■ WHAT TO WORK ON
Pick out all lines with the word "Missing" from the records that follow.
EXERCISE DATA section start
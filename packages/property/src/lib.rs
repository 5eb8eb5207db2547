#![cfg_attr(feature = "fail-on-warnings", deny(warnings))]
#![warn(clippy::all, clippy::pedantic, clippy::nursery, clippy::cargo)]
#![allow(clippy::multiple_crate_versions, clippy::cargo_common_metadata)]

//! Property validation and model feature encoding.
//!
//! [`validate::validate`] turns a raw [`PropertyInput`] into a
//! [`PropertyRecord`], checking every rule and reporting all failures at
//! once. [`encode::encode`] then turns the record into the
//! [`FeatureVector`] the price model consumes.
//!
//! Both take the current date as a parameter so results are reproducible.
//!
//! [`PropertyInput`]: house_price_property_models::PropertyInput
//! [`PropertyRecord`]: house_price_property_models::PropertyRecord
//! [`FeatureVector`]: house_price_property_models::FeatureVector

pub mod encode;
pub mod validate;

use chrono::NaiveDate;
use house_price_property_models::PropertyField;
use thiserror::Error;

/// Why the sold flag and previous sale date disagree.
#[derive(Debug, Clone, Copy, PartialEq, Eq, Error)]
pub enum SoldDateIssue {
    /// `sold` is true but no date was given.
    #[error("property is marked as sold but has no previous sale date")]
    SoldWithoutDate,
    /// `sold` is true but the date is after today.
    #[error("previous sale date {0} is in the future")]
    FutureDate(NaiveDate),
    /// `sold` is false but a date was given.
    #[error("property is not marked as sold but has a previous sale date")]
    DateWithoutSale,
}

/// A single rule violation, attributed to one field.
#[derive(Debug, Clone, PartialEq, Eq, Error)]
pub enum FieldError {
    /// A required field is absent.
    #[error("{0} is required")]
    Missing(PropertyField),

    /// A text field is empty after trimming.
    #[error("{0} must not be empty")]
    Empty(PropertyField),

    /// The state is not one of the recognized U.S. state names.
    #[error("'{0}' is not a recognized U.S. state")]
    InvalidState(String),

    /// A count field has a fractional part or is out of range.
    #[error("{0} must be a whole number")]
    NotInteger(PropertyField),

    /// A numeric field is zero, negative or not finite.
    #[error("{0} must be greater than 0")]
    NotPositive(PropertyField),

    /// The sold flag and previous sale date are inconsistent.
    #[error("{0}")]
    InconsistentSoldDate(SoldDateIssue),
}

impl FieldError {
    /// The field this error is attributed to.
    #[must_use]
    pub const fn field(&self) -> PropertyField {
        match self {
            Self::Missing(field)
            | Self::Empty(field)
            | Self::NotInteger(field)
            | Self::NotPositive(field) => *field,
            Self::InvalidState(_) => PropertyField::State,
            Self::InconsistentSoldDate(SoldDateIssue::SoldWithoutDate) => PropertyField::Sold,
            Self::InconsistentSoldDate(
                SoldDateIssue::FutureDate(_) | SoldDateIssue::DateWithoutSale,
            ) => PropertyField::PrevSoldDate,
        }
    }
}

/// All rule violations found in one property input.
#[derive(Debug, Clone, PartialEq, Eq, Error)]
#[error("invalid property input: {}", summarize(.errors))]
pub struct ValidationError {
    /// Every violation, in field order.
    pub errors: Vec<FieldError>,
}

fn summarize(errors: &[FieldError]) -> String {
    errors
        .iter()
        .map(ToString::to_string)
        .collect::<Vec<_>>()
        .join("; ")
}

#[cfg(test)]
mod tests {
    use super::*;

    #[test]
    fn field_attribution() {
        assert_eq!(
            FieldError::InvalidState("Texass".to_string()).field(),
            PropertyField::State
        );
        assert_eq!(
            FieldError::InconsistentSoldDate(SoldDateIssue::SoldWithoutDate).field(),
            PropertyField::Sold
        );
        assert_eq!(
            FieldError::InconsistentSoldDate(SoldDateIssue::DateWithoutSale).field(),
            PropertyField::PrevSoldDate
        );
        assert_eq!(
            FieldError::NotPositive(PropertyField::LandArea).field(),
            PropertyField::LandArea
        );
    }

    #[test]
    fn messages_name_the_field() {
        assert_eq!(
            FieldError::NotPositive(PropertyField::LivingArea).to_string(),
            "living_area must be greater than 0"
        );
        assert_eq!(
            FieldError::Missing(PropertyField::City).to_string(),
            "city is required"
        );
    }

    #[test]
    fn validation_error_summarizes_all_fields() {
        let err = ValidationError {
            errors: vec![
                FieldError::Empty(PropertyField::City),
                FieldError::NotInteger(PropertyField::Baths),
            ],
        };
        assert_eq!(
            err.to_string(),
            "invalid property input: city must not be empty; baths must be a whole number"
        );
        assert_eq!(err.errors[1].field(), PropertyField::Baths);
    }
}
EXERCISE DATA section end
■ RESPONSE TO THE EXERCISE
    Missing(PropertyField),
            Self::Missing(field)
            FieldError::Missing(PropertyField::City).to_string(),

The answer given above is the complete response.